### [Problem to work on]
Whichever lines include the word "thread", copy them as they appear in the data.
Start of Data to process
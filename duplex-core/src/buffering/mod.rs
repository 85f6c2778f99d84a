//! Capture-side buffering.
//!
//! The input callback writes into a `ringbuf::HeapRb<f32>` producer whose
//! `push_slice` is wait-free and safe on the real-time audio thread. The
//! capture pump drains the consumer into `AudioFrame`s and hands them to a
//! `BatchAccumulator`.

pub mod batch;

use ringbuf::{traits::Split, HeapRb};

pub use ringbuf::traits::{Consumer, Observer, Producer};

/// Producer half, held by the input device callback.
pub type FrameProducer = ringbuf::HeapProd<f32>;

/// Consumer half, held by the capture pump thread.
pub type FrameConsumer = ringbuf::HeapCons<f32>;

/// Buffer capacity: 2^18 = 262 144 f32 samples ≈ 5.4 s at 48 kHz.
/// The pump drains every few milliseconds, so this only absorbs scheduler stalls.
pub const RING_CAPACITY: usize = 1 << 18;

/// Create a matched producer/consumer pair backed by a heap-allocated ring buffer.
pub fn create_frame_ring() -> (FrameProducer, FrameConsumer) {
    HeapRb::<f32>::new(RING_CAPACITY).split()
}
End of Data to process
### [The completed task]
//! `push_slice` is wait-free and safe on the real-time audio thread. The
/// Consumer half, held by the capture pump thread.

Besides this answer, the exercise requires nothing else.